Consider a generating function $$F(x,y) = (1+xy)(1+x^2y)(1+x^3y)\dots (1+x^{2p}y)$$This generating function describes the subsets, where the exponent of $x$ is the sum of the elements and the exponent of $y$ is the size. Therefore, we want the sum of the coefficients of $x^{kp}y^p$ for positive integers $k$.


We now apply a Roots of Unity Filter.
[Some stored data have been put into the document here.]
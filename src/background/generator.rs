//! Background generation service boundary.

use thiserror::Error;

use super::asset::BackgroundAsset;
use crate::meta::AudioMetadata;

#[derive(Error, Debug)]
pub enum GenerateError {
    #[error("generation service requires authentication")]
    AuthRequired,
    #[error("generation quota exceeded")]
    QuotaExceeded,
    #[error("failed to load generated asset: {0}")]
    AssetLoad(String),
    #[error("generation failed: {0}")]
    TransientFailure(String),
}

/// Produces a background asset from track metadata. Implementations wrap a
/// remote image or video model; tests substitute canned assets.
pub trait BackgroundGenerator {
    /// Generate a still image background from the metadata's image prompt.
    fn generate_image(&self, metadata: &AudioMetadata) -> Result<BackgroundAsset, GenerateError>;

    /// Generate a looping video background. The default delegates to the
    /// image path for services without video support.
    fn generate_video(&self, metadata: &AudioMetadata) -> Result<BackgroundAsset, GenerateError> {
        self.generate_image(metadata)
    }
}
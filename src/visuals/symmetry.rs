//! Mirrored-bar visualization.

use super::{paint_for, DrawCommand, Visualization};
use crate::audio::{FrameSpectrum, BIN_COUNT};
use crate::settings::{VisualizerSettings, VizMode};

/// Bars mirrored around the horizontal center: bin i appears once to the
/// right of center and once to the left, each vertically centered.
pub struct SymmetryViz;

impl Visualization for SymmetryViz {
    fn mode(&self) -> VizMode {
        VizMode::Symmetry
    }

    fn render(
        &self,
        spectrum: &FrameSpectrum,
        settings: &VisualizerSettings,
        _bass_energy: f32,
        width: u32,
        height: u32,
    ) -> Vec<DrawCommand> {
        let settings = settings.clamped();
        let w = width as f32;
        let h = height as f32;

        // First quarter of the bins, each drawn twice (mirrored)
        let bar_count = BIN_COUNT / 4;
        let bar_width = (w / bar_count as f32 / 2.0) * settings.bar_width;
        let height_scale = (settings.sensitivity / 50.0) * (settings.intensity / 100.0);
        let center_x = w / 2.0;
        let center_y = h / 2.0;

        let mut commands = Vec::with_capacity(bar_count * 2);

        for (i, &mag) in spectrum.frequency.iter().take(bar_count).enumerate() {
            let bar_height = ((mag as f32 / 255.0) * h * 0.3 * height_scale).min(h);
            if bar_height <= 0.0 {
                continue;
            }
            let top = center_y - bar_height / 2.0;
            let rect_w = (bar_width - 1.0).max(0.0);
            let paint = paint_for(
                &settings,
                (0.0, top),
                (0.0, center_y + bar_height / 2.0),
            );

            commands.push(DrawCommand::FillRect {
                x: center_x + i as f32 * bar_width,
                y: top,
                w: rect_w,
                h: bar_height,
                paint: paint.clone(),
            });
            commands.push(DrawCommand::FillRect {
                x: center_x - i as f32 * bar_width - bar_width,
                y: top,
                w: rect_w,
                h: bar_height,
                paint,
            });
        }

        commands
    }
}
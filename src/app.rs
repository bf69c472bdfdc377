//! 命令行应用
//!
//! 读取配置和运行请求，检查服务，生成工作计划并执行，最后输出结果和统计。

use std::path::Path;
use std::sync::Arc;

use anyhow::Result;
use tokio::sync::watch;
use tokio::task::JoinHandle;
use tracing::{debug, info, warn};

use crate::clients::{HttpServiceClient, ProcessingApi};
use crate::config::Config;
use crate::error::AppError;
use crate::models::{load_run_request, RunOutcome};
use crate::orchestrator::Orchestrator;
use crate::services::InputResolver;
use crate::utils::logging::{
    append_log_line, init_log_file, log_plan, log_startup, print_final_stats,
};
use crate::workflow::{CancelFlag, ProgressTracker, RunProgress};

/// 应用主结构
pub struct App {
    config: Config,
    api: Arc<dyn ProcessingApi>,
}

impl App {
    /// 初始化应用：日志文件、HTTP 客户端、服务健康检查
    pub async fn initialize(config: Config) -> Result<Self> {
        init_log_file(&config.output_log_file)?;
        log_startup(&config);

        let client = HttpServiceClient::new(&config)?;
        let health = client
            .health()
            .await
            .map_err(|e| AppError::ingestion_failed(client.base_url(), e))?;
        info!("✓ 服务可用: {} {}", health.status, health.message);

        Ok(Self::with_api(config, Arc::new(client)))
    }

    /// 使用给定的服务实现创建应用（不做健康检查）
    pub fn with_api(config: Config, api: Arc<dyn ProcessingApi>) -> Self {
        Self { config, api }
    }

    /// 运行应用主逻辑
    pub async fn run(&self) -> Result<RunOutcome> {
        info!("\n📁 正在读取运行请求: {}", self.config.run_file);
        let request = load_run_request(Path::new(&self.config.run_file)).await?;

        let plan = InputResolver::new(self.api.clone()).resolve(&request).await?;
        log_plan(&plan);

        let (mut tracker, rx) = ProgressTracker::new();
        let observer = spawn_progress_logger(rx, self.config.output_log_file.clone());

        let cancel = CancelFlag::new();
        let ctrl_c = spawn_ctrl_c_handler(cancel.clone());

        let orchestrator = Orchestrator::new(self.api.clone(), &self.config.download_dir)
            .with_cancel_flag(cancel);
        let result = orchestrator.run(&plan, &mut tracker).await;

        ctrl_c.abort();
        // 关闭发送端，观察者随之退出
        drop(tracker);
        if let Err(e) = observer.await {
            debug!("进度观察任务异常结束: {}", e);
        }

        match result {
            Ok(report) => {
                let message = report.outcome.message();
                self.finish_log(&report.progress, &message);
                Ok(report.outcome)
            }
            Err(failure) => {
                let message = format!("{}: {}", failure.error.kind(), failure.error);
                self.finish_log(&failure.progress, &message);
                Err(failure.into())
            }
        }
    }

    fn finish_log(&self, progress: &RunProgress, message: &str) {
        print_final_stats(progress, message, &self.config.output_log_file);
        if let Err(e) = append_log_line(&self.config.output_log_file, message) {
            warn!("⚠️ 写入日志文件失败: {}", e);
        }
    }
}

/// 观察进度变化并输出到日志
fn spawn_progress_logger(mut rx: watch::Receiver<RunProgress>, log_file: String) -> JoinHandle<()> {
    tokio::spawn(async move {
        let mut last_done = 0;
        while rx.changed().await.is_ok() {
            let progress = rx.borrow_and_update().clone();
            if progress.overall_pages_done == last_done {
                continue;
            }
            last_done = progress.overall_pages_done;

            let line = format!(
                "[文档 {}/{}] {} 第 {} 页完成 ({}/{}, 总进度 {}%)",
                progress.current_document_index,
                progress.documents_total,
                progress.current_document_name,
                progress.last_page.unwrap_or_default(),
                progress.current_document_pages_done,
                progress.current_document_pages_total,
                progress.percent()
            );
            info!("📈 {}", line);
            if let Err(e) = append_log_line(&log_file, &line) {
                debug!("写入日志文件失败: {}", e);
            }
        }
    })
}

/// Ctrl-C 时设置取消标记，当前页完成后停止
fn spawn_ctrl_c_handler(cancel: CancelFlag) -> JoinHandle<()> {
    tokio::spawn(async move {
        if tokio::signal::ctrl_c().await.is_ok() {
            warn!("⏹ 收到中断信号，当前页完成后停止");
            cancel.cancel();
        }
    })
}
The generating function containing only the terms $x^{kp}$ can be obtained by taking
\[
\frac{1}{p}\sum_{k=0}^{p-1}F(e^{\frac{ik\pi}{p}}x,y)
\]and we want the sum of the terms with exponent $y^p$ when evaluated at $x=1$. We write
\[
    (1+xy)(1+x^2y)\dots (1+x^{2p}y) =
    y^{2p}\left(-\frac1y-x\right)\left(-\frac1y-x^2\right)\left(-\frac1y-x^3\right)\dots \left(-\frac1y-x^{2p}\right)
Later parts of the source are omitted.